What contemporary insights can we gain from studying and understanding the history of Fascism in Europe?
There are many insights. Beyond the realisation of the fragility of democratic systems, and the danger of nationalist-populistic movements, I would stress the interdependence between the different European nation-states regarding the impact of political phenomena. My work talks a lot about cross-border connections, transfers and collaboration between fascists from different countries.
Today, Europeans should be more aware about similar processes taking place in contemporary politics. Ultra-nationalists from different European nation-states strive to break the European Union, but at the same time they have no qualms about getting in touch with each other, copying and sharing their practices and policies across borders.
Even so, as a historian I observe fundamental differences in the context of today and the interwar period: the direct experience of total war with all its societal consequences has practically faded from most European regions (with the sole exceptions of the Balkans and now Ukraine).
Yet this is also a lesson for Europe’s present: better to work for maintaining and constructing peace than to let armed conflict proliferate throughout the world.

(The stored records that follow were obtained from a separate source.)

/// Run types and implementation for DOCX documents.
use crate::ooxml::error::Result;
use crate::ooxml::xml::escape_xml;
use std::fmt::Write as FmtWrite;

pub use super::super::format::{UnderlineStyle, VerticalAlign};

/// Run content type.
#[derive(Debug, Clone, PartialEq)]
pub enum RunContent {
    /// Plain text
    Text(String),
    /// Line break inside the paragraph
    LineBreak,
    /// Hard page break
    PageBreak,
}

/// A mutable run.
///
/// Runs contain text and character formatting.
#[derive(Debug, Clone)]
pub struct MutableRun {
    pub(crate) content: RunContent,
    pub(crate) properties: RunProperties,
}

impl MutableRun {
    pub(crate) fn new() -> Self {
        Self {
            content: RunContent::Text(String::new()),
            properties: RunProperties::default(),
        }
    }

    pub(crate) fn with_content(content: RunContent) -> Self {
        Self {
            content,
            properties: RunProperties::default(),
        }
    }

    /// Set the text content.
    pub fn set_text(&mut self, text: &str) {
        self.content = RunContent::Text(text.to_string());
    }

    /// Get the text content.
    pub fn text(&self) -> &str {
        match &self.content {
            RunContent::Text(s) => s,
            _ => "",
        }
    }

    #[inline]
    pub fn content(&self) -> &RunContent {
        &self.content
    }

    pub fn bold(&mut self, bold: bool) -> &mut Self {
        self.properties.bold = bold;
        self
    }

    pub fn italic(&mut self, italic: bool) -> &mut Self {
        self.properties.italic = italic;
        self
    }

    pub fn strike(&mut self, strike: bool) -> &mut Self {
        self.properties.strike = strike;
        self
    }

    pub fn underline(&mut self, style: UnderlineStyle) -> &mut Self {
        self.properties.underline = Some(style);
        self
    }

    /// Set font size in half-points (e.g., 24 = 12pt).
    pub fn font_size(&mut self, size: u32) -> &mut Self {
        self.properties.font_size = Some(size);
        self
    }

    pub fn font_name(&mut self, name: &str) -> &mut Self {
        self.properties.font_name = Some(name.to_string());
        self
    }

    /// Set text color using hex RGB (e.g., "FF0000" for red).
    pub fn color(&mut self, color: &str) -> &mut Self {
        self.properties.color = Some(color.to_string());
        self
    }

    /// Background fill behind the run, hex RGB.
    pub fn shading(&mut self, fill: &str) -> &mut Self {
        self.properties.shading = Some(fill.to_string());
        self
    }

    pub fn vertical_align(&mut self, align: VerticalAlign) -> &mut Self {
        self.properties.vertical_align = Some(align);
        self
    }

    /// Apply a character style by id.
    pub fn style(&mut self, style_id: &str) -> &mut Self {
        self.properties.style = Some(style_id.to_string());
        self
    }

    pub(crate) fn to_xml(&self, xml: &mut String) -> Result<()> {
        xml.push_str("<w:r>");

        if self.properties.has_properties() {
            self.properties.to_xml(xml)?;
        }

        match &self.content {
            RunContent::Text(text) if !text.is_empty() => {
                write!(
                    xml,
                    "<w:t xml:space=\"preserve\">{}</w:t>",
                    escape_xml(text)
                )?;
            },
            RunContent::Text(_) => {},
            RunContent::LineBreak => xml.push_str("<w:br/>"),
            RunContent::PageBreak => xml.push_str("<w:br w:type=\"page\"/>"),
        }

        xml.push_str("</w:r>");

        Ok(())
    }
}

/// Run properties.
#[derive(Debug, Default, Clone, PartialEq)]
pub(crate) struct RunProperties {
    pub(crate) style: Option<String>,
    pub(crate) bold: bool,
    pub(crate) italic: bool,
    pub(crate) strike: bool,
    pub(crate) underline: Option<UnderlineStyle>,
    pub(crate) font_size: Option<u32>,
    pub(crate) font_name: Option<String>,
    pub(crate) color: Option<String>,
    pub(crate) shading: Option<String>,
    pub(crate) vertical_align: Option<VerticalAlign>,
}

impl RunProperties {
    pub(crate) fn has_properties(&self) -> bool {
        self.style.is_some()
            || self.bold
            || self.italic
            || self.strike
            || self.underline.is_some()
            || self.font_size.is_some()
            || self.font_name.is_some()
            || self.color.is_some()
            || self.shading.is_some()
            || self.vertical_align.is_some()
    }

    /// Writes `<w:rPr>` with children in schema order.
    fn to_xml(&self, xml: &mut String) -> Result<()> {
        xml.push_str("<w:rPr>");

        if let Some(ref style) = self.style {
            write!(xml, "<w:rStyle w:val=\"{}\"/>", escape_xml(style))?;
        }

        if let Some(ref font_name) = self.font_name {
            let font_name = escape_xml(font_name);
            write!(
                xml,
                "<w:rFonts w:ascii=\"{0}\" w:hAnsi=\"{0}\" w:cs=\"{0}\"/>",
                font_name
            )?;
        }

        if self.bold {
            xml.push_str("<w:b/>");
        }
        if self.italic {
            xml.push_str("<w:i/>");
        }
        if self.strike {
            xml.push_str("<w:strike/>");
        }

        if let Some(ref color) = self.color {
            write!(xml, "<w:color w:val=\"{}\"/>", color)?;
        }

        if let Some(size) = self.font_size {
            write!(xml, "<w:sz w:val=\"{0}\"/><w:szCs w:val=\"{0}\"/>", size)?;
        }

        if let Some(underline_style) = self.underline {
            write!(xml, "<w:u w:val=\"{}\"/>", underline_style.as_str())?;
        }

        if let Some(ref fill) = self.shading {
            write!(
                xml,
                "<w:shd w:val=\"clear\" w:color=\"auto\" w:fill=\"{}\"/>",
                fill
            )?;
        }

        if let Some(align) = self.vertical_align {
            write!(xml, "<w:vertAlign w:val=\"{}\"/>", align.as_str())?;
        }

        xml.push_str("</w:rPr>");
        Ok(())
    }
}

#[cfg(test)]
mod tests {
    use super::*;

    fn render(run: &MutableRun) -> String {
        let mut xml = String::new();
        run.to_xml(&mut xml).unwrap();
        xml
    }

    #[test]
    fn test_plain_text_escaped() {
        let mut run = MutableRun::new();
        run.set_text("a < b & c");
        assert_eq!(
            render(&run),
            "<w:r><w:t xml:space=\"preserve\">a &lt; b &amp; c</w:t></w:r>"
        );
    }

    #[test]
    fn test_control_characters_dropped() {
        let mut run = MutableRun::new();
        run.set_text("page\u{0B}one\u{0C}");
        assert_eq!(
            render(&run),
            "<w:r><w:t xml:space=\"preserve\">pageone</w:t></w:r>"
        );
    }

    #[test]
    fn test_formatting_order() {
        let mut run = MutableRun::new();
        run.set_text("x");
        run.bold(true)
            .italic(true)
            .underline(UnderlineStyle::Single)
            .font_size(21)
            .font_name("Arial")
            .color("FF0000")
            .shading("FFFF00")
            .vertical_align(VerticalAlign::Superscript);

        let xml = render(&run);
        let fonts = xml.find("<w:rFonts").unwrap();
        let bold = xml.find("<w:b/>").unwrap();
        let size = xml.find("<w:sz w:val=\"21\"/>").unwrap();
        let vert = xml.find("<w:vertAlign w:val=\"superscript\"/>").unwrap();
        assert!(fonts < bold && bold < size && size < vert);
        assert!(xml.contains("<w:shd w:val=\"clear\" w:color=\"auto\" w:fill=\"FFFF00\"/>"));
    }

    #[test]
    fn test_breaks() {
        assert_eq!(
            render(&MutableRun::with_content(RunContent::LineBreak)),
            "<w:r><w:br/></w:r>"
        );
        assert_eq!(
            render(&MutableRun::with_content(RunContent::PageBreak)),
            "<w:r><w:br w:type=\"page\"/></w:r>"
        );
    }
}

Why is it important to understand international veterans’ organisations during the Cold War?
Veterans’ international organisations offer an excellent window to observe the paradoxes, intersections and contradictions between, on the one hand, the ideal of international collaboration and understanding between nations (the United Nations system), and, on the other hand, “realist” international politics and confrontation between states and political blocs (of which the Cold War is exemplary).
Veterans were the legacy of the latter “confrontational” system, but through their international organisations such as the World Veterans Federation placed themselves within the former “collaborative” system. The tensions between these two worlds — war versus peace, rivalry versus cooperation, nationalism versus global consciousness — are most tellingly revealed through the history of veterans’ international platforms during the Cold War era.
Looking at how veterans’ issues evolved internationally during the second half of the twentieth century will also be useful for finding new ways to rethink veteranhood and military service today — an important matter in some countries, such as Australia itself.
Name three texts that have shaped your scholarly practice as a historian of Modern Europe
I love this kind of question because it is so difficult to answer! Most inspiring for me were Eric J. Leed, No Man’s Land. Combat & Identity in World War I (Cambridge University Press, 1978) and George L. Mosse, Fallen Soldiers. Reshaping the Memory of the World Wars (Oxford University Press, 1990), although the kind of history that I practise now, and what I wrote ten years ago, is very different from that model. A third text that has opened new horizons for my scholarly practice is Jürgen Osterhammel’s, Die Verwandlung der Welt (The Transformation of the World: A Global History of the Nineteenth Century) (Princeton University Press, 2014).
What do you believe are the key challenges for the historian in our contemporary times?
The digital era has brought a new challenge to the authority of the professional historian. Now that people believe all world history is already in our smartphones, historians need to reassert their role not as guardians of the past who memorise and remember old events, but rather as providers of critical thinking, analytical tools, and rigorous reasoning about societal matters. These skills will allow us to differentiate the fake from the true and to build scientific and clear explanations about complex past and present problems.
Ángel Alcalde commenced in January 2019. He will be located in the West Wing of the Arts West Building. In 2019 he will be teaching the second-year subjects ‘Holocaust and Genocide’ (Semester 1) and ‘Hitler’s Germany’ (Semester 2), as well as teaching into ‘International History’ (MA level, Semester 2).